Except for perhaps a musical comedy based on these pages, it’s hard to imagine a less likely cultural artifact than this madcap romp through the lives of Upton Sinclair, best remembered for The Jungle, yet sometimes confused in these pages with Sinclair Lewis (Babbitt). Upton Sinclair died in 1968—just months after his 90th birthday, in a year that saw the class struggles to which he’d devoted his life and art take a New Left plunge into counter-culture chaos. Within the vivid imagination of Bachelder (Bear v. Shark, 2001), Sinclair never really dies—at least not for long. Instead, like the “Joe Hill” of the famous union anthem, he lives on within the movement whose ideals he had embodied.

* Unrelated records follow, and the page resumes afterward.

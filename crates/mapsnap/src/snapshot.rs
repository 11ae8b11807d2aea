use std::fmt;

use base64::Engine;
use base64::engine::general_purpose::URL_SAFE_NO_PAD;
use tracing::debug;

use crate::encoding::encode_query;
use crate::error::Result;
use crate::request::MapRequest;
use crate::signing::{Es256Signer, KeySource, RequestSigner};

pub const BASE_URL: &str = "https://snapshot.apple-mapkit.com";
pub const API_PATH: &str = "/api/v1/snapshot";

/// The path the signature is computed over: `API_PATH?query`.
pub fn canonical_path(query: &str) -> String {
    format!("{API_PATH}?{query}")
}

/// Signs the canonical path and appends `&signature=` with the signature in
/// unpadded URL-safe base64.
pub fn sign_path(canonical_path: &str, signer: &dyn RequestSigner) -> Result<String> {
    let signature = signer.sign(canonical_path.as_bytes())?;
    Ok(format!(
        "{canonical_path}&signature={}",
        URL_SAFE_NO_PAD.encode(signature)
    ))
}

pub fn assemble_url(base_url: &str, signed_path: &str) -> String {
    format!("{}{signed_path}", base_url.trim_end_matches('/'))
}

/// A serialized and signed snapshot request.
///
/// Only the signed path survives construction: the request, its team and
/// key identifiers, and the private key are all dropped before `new`
/// returns.
#[derive(Debug, Clone, PartialEq, Eq)]
pub struct Snapshot {
    signed_path: String,
    url: String,
}

impl Snapshot {
    /// Loads the key from `key`, signs `request` and discards both.
    pub fn new(request: MapRequest, key: KeySource) -> Result<Self> {
        let path = Self::prepare(request)?;
        let signed_path = {
            let signer = Es256Signer::load(&key)?;
            drop(key);
            sign_path(&path, &signer)?
        };
        Ok(Self::from_signed_path(signed_path))
    }

    /// Signs with a signer the caller keeps, for issuing many URLs from one
    /// loaded key.
    pub fn with_signer(request: MapRequest, signer: &dyn RequestSigner) -> Result<Self> {
        let path = Self::prepare(request)?;
        Ok(Self::from_signed_path(sign_path(&path, signer)?))
    }

    fn prepare(request: MapRequest) -> Result<String> {
        request.validate()?;
        let query = encode_query(&request)?;
        Ok(canonical_path(&query))
    }

    fn from_signed_path(signed_path: String) -> Self {
        let url = assemble_url(BASE_URL, &signed_path);
        debug!(len = url.len(), "assembled snapshot url");
        Self { signed_path, url }
    }

    pub fn url(&self) -> &str {
        &self.url
    }

    /// `API_PATH?query&signature=...`, without the host.
    pub fn signed_path(&self) -> &str {
        &self.signed_path
    }

    /// The exact bytes that were signed.
    pub fn canonical_path(&self) -> &str {
        self.signed_path
            .rsplit_once("&signature=")
            .map_or(self.signed_path.as_str(), |(path, _)| path)
    }

    /// The unpadded URL-safe base64 signature.
    pub fn signature(&self) -> &str {
        self.signed_path
            .rsplit_once("&signature=")
            .map_or("", |(_, signature)| signature)
    }
}

impl fmt::Display for Snapshot {
    fn fmt(&self, f: &mut fmt::Formatter<'_>) -> fmt::Result {
        f.write_str(&self.url)
    }
}
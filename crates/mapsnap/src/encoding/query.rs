use tracing::debug;
use url::form_urlencoded;

use crate::error::Result;
use crate::request::MapRequest;

/// Serializes a request into the canonical form-encoded query string.
///
/// Absent fields are left out entirely. The output is byte-for-byte what
/// gets signed, so the same request always yields the same string.
pub fn encode_query(request: &MapRequest) -> Result<String> {
    let mut serializer = form_urlencoded::Serializer::new(String::new());
    for (name, value) in request.fields()? {
        if let Some(value) = value {
            serializer.append_pair(name, &value.render()?);
        }
    }
    let query = serializer.finish();
    debug!(len = query.len(), "encoded snapshot query");
    Ok(query)
}

#[cfg(test)]
mod tests {
    use super::*;
    use crate::annotation::Annotation;
    use crate::error::MapSnapError;
    use crate::types::{ColorScheme, Image, MapType, MarkerStyle, Overlay, Size, Span};

    fn base() -> MapRequest {
        MapRequest::new("TEAM", "KEY", "40.7128,-74.0060")
            .zoom(14.0)
            .map_type(MapType::Standard)
    }

    fn params(query: &str) -> Vec<(String, String)> {
        form_urlencoded::parse(query.as_bytes()).into_owned().collect()
    }

    #[test]
    fn encodes_worked_example() {
        let query = encode_query(&base()).unwrap();
        assert_eq!(
            query,
            "teamId=TEAM&keyId=KEY&center=40.7128%2C-74.0060&z=14&scale=2&t=standard&lang=en-US"
        );
        assert!(!query.contains("annotations"));
    }

    #[test]
    fn absent_fields_are_omitted() {
        let request = MapRequest::new("TEAM", "KEY", "Paris")
            .scale(None)
            .lang(None);
        assert_eq!(encode_query(&request).unwrap(), "teamId=TEAM&keyId=KEY&center=Paris");
    }

    #[test]
    fn coordinate_center_is_comma_joined() {
        let request = MapRequest::new("TEAM", "KEY", (37.3349, -122.009)).scale(None).lang(None);
        assert_eq!(
            encode_query(&request).unwrap(),
            "teamId=TEAM&keyId=KEY&center=37.3349%2C-122.009"
        );
    }

    #[test]
    fn spaces_encode_as_plus() {
        let request = MapRequest::new("TEAM", "KEY", "1 Infinite Loop, Cupertino");
        let query = encode_query(&request).unwrap();
        assert!(query.contains("center=1+Infinite+Loop%2C+Cupertino"));
    }

    #[test]
    fn every_field_type_encodes() {
        let request = base()
            .span(Span::new(0.05, 0.05))
            .size(Size::new(600, 400))
            .color_scheme(ColorScheme::Dark)
            .poi(false)
            .referer("https://example.com")
            .expires(1_700_000_000)
            .overlay(Overlay {
                points: vec!["40.71,-74.00".into(), "40.72,-74.01".into()],
                stroke_color: "ff0000".into(),
                line_width: 3,
                line_dash: Some(vec![10, 5]),
            })
            .images(vec![Image {
                height: 20,
                url: "https://example.com/pin.png".into(),
                width: 10,
            }])
            .annotation(Annotation::new().image(0));

        let params = params(&encode_query(&request).unwrap());
        let get = |key: &str| {
            params
                .iter()
                .find(|(k, _)| k == key)
                .map(|(_, v)| v.as_str())
                .unwrap()
        };
        assert_eq!(get("spn"), "0.05,0.05");
        assert_eq!(get("size"), "600x400");
        assert_eq!(get("colorScheme"), "dark");
        assert_eq!(get("poi"), "0");
        assert_eq!(get("expires"), "1700000000");
        assert_eq!(
            get("overlays"),
            r#"[{"points":["40.71,-74.00","40.72,-74.01"],"strokeColor":"ff0000","lineWidth":3,"lineDash":[10,5]}]"#
        );
        assert_eq!(get("imgs"), r#"[{"height":20,"url":"https://example.com/pin.png","width":10}]"#);
        assert_eq!(
            get("annotations"),
            r#"[{"markerStyle":"img","point":"center","imgIdx":0}]"#
        );
    }

    #[test]
    fn annotations_embed_as_json_array() {
        let request = base()
            .annotation(Annotation::new().color("red").marker_style(MarkerStyle::Dot));
        let query = encode_query(&request).unwrap();
        assert!(query.contains(
            "annotations=%5B%7B%22color%22%3A%22red%22%2C%22markerStyle%22%3A%22dot%22%2C%22point%22%3A%22center%22%7D%5D"
        ));

        let params = params(&query);
        let (_, annotations) = params.iter().find(|(k, _)| k == "annotations").unwrap();
        assert_eq!(annotations, r#"[{"color":"red","markerStyle":"dot","point":"center"}]"#);
    }

    #[test]
    fn empty_annotation_list_is_sent_as_empty_array() {
        let request = MapRequest::new("T", "K", "Paris")
            .scale(None)
            .lang(None)
            .annotations(Vec::new())
            .images(vec![]);
        assert_eq!(
            encode_query(&request).unwrap(),
            "teamId=T&keyId=K&center=Paris&annotations=%5B%5D&imgs=%5B%5D"
        );
    }

    #[test]
    fn non_finite_zoom_is_a_serialization_error() {
        let request = base().zoom(f64::NAN);
        assert!(matches!(
            encode_query(&request),
            Err(MapSnapError::Serialization(_))
        ));
    }

    #[test]
    fn encoding_is_deterministic() {
        let request = base().annotation(Annotation::new().glyph_text("Z"));
        assert_eq!(encode_query(&request).unwrap(), encode_query(&request).unwrap());
    }
}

Yet Sinclair’s brand of socialist Utopianism has become as anachronistic as his finger-pointing, exclamation-pointed fiction, once highly celebrated, now consigned to oblivion (he in fact won the Pulitzer Prize for 1942’s long-forgotten Dragon’s Teeth). Slapstick farce combines with social satire as the impossibly prolific novelist, well past 100 and showing his age, continues to proselytize to diminishing effect. He keeps writing (A Moveable Jungle!, in response to outsourcing) and keeps dying, killed by assassins who become folk heroes for defending the American way of life. Amid the vast indifference of the public at large, he and his adversaries form a symbiotic relationship, each needing the other. Though the novel’s depiction of an impotent, intellectually bankrupt leftist movement in America might anger liberal sympathizers, Bachelder ultimately proves an equal-opportunity offender, capable of enraging those on both sides of the cultural divide. Ultimately, his comic vision sparks a comparatively serious inquiry into the nature, power and possibilities of art, in these times, in this country.

Imagine E.L. Doctorow (who makes an appearance in these pages) on psychedelic mushrooms.